Enabling artifact synchronization

To enable synchronization for runtime artifacts you must have a shared file system. You can use one of the following depending on your environment.

  • Network File System (NFS): This is one of the most commonly known shared file systems and can be used in a linux environment.
  • Server Message Block (SMB) file system: This can be used in a Windows environment.
  • Amazon EFS: This can be used in an AWS environment.

Once you have chosen a file system,

  1. Mount it in the nodes that are participating in the cluster.
  2. If the userstores need to be updated at runtime, create a directory called Userstores in the shared file system and create a symlink from the <IS_HOME>/repository/deployment/userstores path to the Userstores directory.
  3. If multi-tenancy is required, create a directory called Tenants in the shared file system and create a symlink from the <IS_HOME>/repository/tenants path to the Tenants directory.


Instead of mounting the file system directly to the <IS_HOME>/repository/deployment/userstores and <IS_HOME>/repository/tenants paths, a symlink is created to avoid issues that may occur if you delete the product to redeploy it, the file system would get mounted to a non-existing path.

Fronting with a load balancer

In order to access the two WSO2 Identity Server nodes, you need to front the system with a load balancer. You can use any load balancer that is available to your system.

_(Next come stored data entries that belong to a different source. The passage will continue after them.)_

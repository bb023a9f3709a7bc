use crate::{
    error::{McuError, Result},
    model::{Character, CharacterId, Movie, Picture, PictureId, PictureKind, TvShow},
};
use std::collections::{HashMap, HashSet};
use std::sync::Arc;
use tracing::{debug, warn};

/// Read-only tables of characters, pictures and casts.
///
/// Records are held behind `Arc` so a character listed in several casts is
/// the same allocation everywhere it appears. Nothing is mutated after
/// [`CatalogBuilder::build`], so a `Catalog` can be shared across requests
/// without locking.
#[derive(Debug)]
pub struct Catalog {
    characters: Vec<Arc<Character>>,
    /// Movies first, then TV shows, each in authored order.
    pictures: Vec<Picture>,
    character_index: HashMap<CharacterId, usize>,
    picture_index: HashMap<PictureId, usize>,
    /// Cast per picture, in on-screen order.
    casts: HashMap<PictureId, Vec<Arc<Character>>>,
}

impl Catalog {
    pub fn builder() -> CatalogBuilder {
        CatalogBuilder::default()
    }

    /// All characters, in table order.
    pub fn characters(&self) -> &[Arc<Character>] {
        &self.characters
    }

    /// All movies followed by all TV shows.
    pub fn pictures(&self) -> &[Picture] {
        &self.pictures
    }

    pub fn movies(&self) -> impl Iterator<Item = &Picture> {
        self.pictures
            .iter()
            .filter(|p| p.kind() == PictureKind::Movie)
    }

    pub fn tv_shows(&self) -> impl Iterator<Item = &Picture> {
        self.pictures
            .iter()
            .filter(|p| p.kind() == PictureKind::TvShow)
    }

    pub fn character(&self, id: &CharacterId) -> Option<&Arc<Character>> {
        self.character_index.get(id).map(|&i| &self.characters[i])
    }

    pub fn picture(&self, id: &PictureId) -> Option<&Picture> {
        self.picture_index.get(id).map(|&i| &self.pictures[i])
    }

    /// Characters appearing in a picture, in on-screen order.
    ///
    /// Fails with [`McuError::NoCast`] when the picture has no cast entry,
    /// which includes ids that are not in the catalog at all.
    pub fn characters_of(&self, picture: &PictureId) -> Result<Vec<Arc<Character>>> {
        match self.casts.get(picture) {
            Some(cast) => {
                debug!(picture = %picture, count = cast.len(), "Resolved cast");
                Ok(cast.clone())
            }
            None => {
                warn!(picture = %picture, "No cast recorded");
                Err(McuError::NoCast(picture.to_string()))
            }
        }
    }

    /// Every picture whose cast includes the character. Movies come first,
    /// then TV shows; table order within each group.
    pub fn pictures_of(&self, character: &CharacterId) -> Vec<Picture> {
        let found: Vec<Picture> = self
            .pictures
            .iter()
            .filter(|p| {
                self.casts
                    .get(p.id())
                    .is_some_and(|cast| cast.iter().any(|c| &c.id == character))
            })
            .cloned()
            .collect();
        debug!(character = %character, count = found.len(), "Resolved pictures");
        found
    }
}

/// Collects records and casts, then validates them into a [`Catalog`].
#[derive(Debug, Default)]
pub struct CatalogBuilder {
    characters: Vec<Character>,
    movies: Vec<Movie>,
    tv_shows: Vec<TvShow>,
    casts: Vec<(PictureId, Vec<CharacterId>)>,
}

impl CatalogBuilder {
    pub fn character(mut self, character: Character) -> Self {
        self.characters.push(character);
        self
    }

    pub fn movie(mut self, movie: Movie) -> Self {
        self.movies.push(movie);
        self
    }

    pub fn tv_show(mut self, show: TvShow) -> Self {
        self.tv_shows.push(show);
        self
    }

    pub fn cast<I, C>(mut self, picture: impl Into<PictureId>, characters: I) -> Self
    where
        I: IntoIterator<Item = C>,
        C: Into<CharacterId>,
    {
        self.casts.push((
            picture.into(),
            characters.into_iter().map(Into::into).collect(),
        ));
        self
    }

    pub fn build(self) -> Result<Catalog> {
        let mut character_index = HashMap::with_capacity(self.characters.len());
        let mut characters = Vec::with_capacity(self.characters.len());
        for character in self.characters {
            if character_index.contains_key(&character.id) {
                return Err(McuError::DuplicateId {
                    kind: "character",
                    id: character.id.to_string(),
                });
            }
            character_index.insert(character.id.clone(), characters.len());
            characters.push(Arc::new(character));
        }

        let mut picture_index = HashMap::new();
        let mut pictures = Vec::with_capacity(self.movies.len() + self.tv_shows.len());
        let all = self
            .movies
            .into_iter()
            .map(Picture::from)
            .chain(self.tv_shows.into_iter().map(Picture::from));
        for picture in all {
            if picture_index.contains_key(picture.id()) {
                return Err(McuError::DuplicateId {
                    kind: "picture",
                    id: picture.id().to_string(),
                });
            }
            picture_index.insert(picture.id().clone(), pictures.len());
            pictures.push(picture);
        }

        let mut casts = HashMap::with_capacity(self.casts.len());
        let mut seen = HashSet::new();
        for (picture, members) in self.casts {
            if !picture_index.contains_key(&picture) {
                return Err(McuError::PictureNotFound(picture.to_string()));
            }
            if !seen.insert(picture.clone()) {
                return Err(McuError::DuplicateId {
                    kind: "cast",
                    id: picture.to_string(),
                });
            }
            let cast = members
                .iter()
                .map(|id| {
                    character_index
                        .get(id)
                        .map(|&i| Arc::clone(&characters[i]))
                        .ok_or_else(|| McuError::CharacterNotFound(id.to_string()))
                })
                .collect::<Result<Vec<_>>>()?;
            casts.insert(picture, cast);
        }

        debug!(
            characters = characters.len(),
            pictures = pictures.len(),
            casts = casts.len(),
            "Catalog built"
        );

        Ok(Catalog {
            characters,
            pictures,
            character_index,
            picture_index,
            casts,
        })
    }
}

#[cfg(test)]
mod tests {
    use super::*;
    use chrono::NaiveDate;

    fn date(y: i32, m: u32, d: u32) -> NaiveDate {
        NaiveDate::from_ymd_opt(y, m, d).unwrap()
    }

    fn small_catalog() -> Catalog {
        Catalog::builder()
            .character(Character::new("tony-stark", "Tony Stark").with_alias("Iron Man"))
            .character(Character::new("james-rhodes", "James Rhodes"))
            .character(Character::new("darcy-lewis", "Darcy Lewis"))
            .tv_show(TvShow::new("wanda-vision", "WandaVision", 4))
            .movie(Movie::new("iron-man", "Iron Man", 1, date(2008, 5, 2)))
            .movie(Movie::new("thor", "Thor", 1, date(2011, 5, 6)))
            .cast("iron-man", ["tony-stark", "james-rhodes"])
            .cast("thor", ["darcy-lewis"])
            .cast("wanda-vision", ["darcy-lewis"])
            .build()
            .unwrap()
    }

    #[test]
    fn test_pictures_lists_movies_before_tv_shows() {
        let catalog = small_catalog();
        let titles: Vec<_> = catalog.pictures().iter().map(|p| p.title()).collect();
        assert_eq!(titles, vec!["Iron Man", "Thor", "WandaVision"]);
    }

    #[test]
    fn test_characters_of_keeps_on_screen_order() {
        let catalog = small_catalog();
        let cast = catalog.characters_of(&"iron-man".into()).unwrap();
        let names: Vec<_> = cast.iter().map(|c| c.name.as_str()).collect();
        assert_eq!(names, vec!["Tony Stark", "James Rhodes"]);
    }

    #[test]
    fn test_characters_of_unknown_picture_is_not_found() {
        let catalog = small_catalog();
        let err = catalog.characters_of(&"hulk".into()).unwrap_err();
        assert!(matches!(err, McuError::NoCast(ref id) if id == "hulk"));
        assert!(err.is_not_found());
    }

    #[test]
    fn test_uncast_picture_is_not_found() {
        let catalog = Catalog::builder()
            .movie(Movie::new("hulk", "The Incredible Hulk", 1, date(2008, 6, 13)))
            .build()
            .unwrap();
        assert!(catalog.picture(&"hulk".into()).is_some());
        assert!(catalog.characters_of(&"hulk".into()).is_err());
    }

    #[test]
    fn test_pictures_of_puts_movies_first() {
        let catalog = small_catalog();
        let pictures = catalog.pictures_of(&"darcy-lewis".into());
        let kinds: Vec<_> = pictures.iter().map(|p| p.kind()).collect();
        assert_eq!(kinds, vec![PictureKind::Movie, PictureKind::TvShow]);
    }

    #[test]
    fn test_pictures_of_uncast_character_is_empty() {
        let catalog = Catalog::builder()
            .character(Character::new("loki", "Loki"))
            .build()
            .unwrap();
        assert!(catalog.pictures_of(&"loki".into()).is_empty());
    }

    #[test]
    fn test_cast_members_share_one_record() {
        let catalog = small_catalog();
        let in_thor = catalog.characters_of(&"thor".into()).unwrap();
        let in_show = catalog.characters_of(&"wanda-vision".into()).unwrap();
        let table = catalog.character(&"darcy-lewis".into()).unwrap();

        assert!(Arc::ptr_eq(&in_thor[0], &in_show[0]));
        assert!(Arc::ptr_eq(&in_thor[0], table));
    }

    #[test]
    fn test_pictures_of_returns_table_records() {
        let catalog = small_catalog();
        let found = catalog.pictures_of(&"tony-stark".into());
        let table = catalog.picture(&"iron-man".into()).unwrap();

        assert_eq!(found.len(), 1);
        assert!(found[0].is_same(table));
    }

    #[test]
    fn test_build_rejects_duplicate_character() {
        let err = Catalog::builder()
            .character(Character::new("thor", "Thor"))
            .character(Character::new("thor", "Thor Odinson"))
            .build()
            .unwrap_err();
        assert!(matches!(err, McuError::DuplicateId { kind: "character", .. }));
    }

    #[test]
    fn test_build_rejects_picture_id_shared_by_movie_and_show() {
        let err = Catalog::builder()
            .movie(Movie::new("loki", "Loki", 4, date(2021, 6, 9)))
            .tv_show(TvShow::new("loki", "Loki", 4))
            .build()
            .unwrap_err();
        assert!(matches!(err, McuError::DuplicateId { kind: "picture", .. }));
    }

    #[test]
    fn test_build_rejects_unknown_cast_member() {
        let err = Catalog::builder()
            .movie(Movie::new("thor", "Thor", 1, date(2011, 5, 6)))
            .cast("thor", ["odin"])
            .build()
            .unwrap_err();
        assert!(matches!(err, McuError::CharacterNotFound(ref id) if id == "odin"));
    }

    #[test]
    fn test_build_rejects_cast_for_unknown_picture() {
        let err = Catalog::builder()
            .character(Character::new("thor", "Thor"))
            .cast("thor-2", ["thor"])
            .build()
            .unwrap_err();
        assert!(matches!(err, McuError::PictureNotFound(_)));
    }

    #[test]
    fn test_build_rejects_second_cast_for_same_picture() {
        let err = Catalog::builder()
            .character(Character::new("thor", "Thor"))
            .movie(Movie::new("thor", "Thor", 1, date(2011, 5, 6)))
            .cast("thor", ["thor"])
            .cast("thor", ["thor"])
            .build()
            .unwrap_err();
        assert!(matches!(err, McuError::DuplicateId { kind: "cast", .. }));
    }
}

To learn how to front the 2 node cluster with an Nginx load balance, see Fronting with the Nginx load balancer. If you’ve changed the hostnames of nodes, make sure to keep that in mind when you’re configuring your load balancer.

Running the cluster

  1. Start the load balancer and WSO2 Identity Server nodes.
  2. Access the management console at Traffic will be served by one of the nodes in the cluster, depending on your load balancer.
  3. Shut down the cluster node 1 and observe that the traffic is served by node 2.
  4. Start node 1 and shut down node 2. Note that traffic will be served by node 1.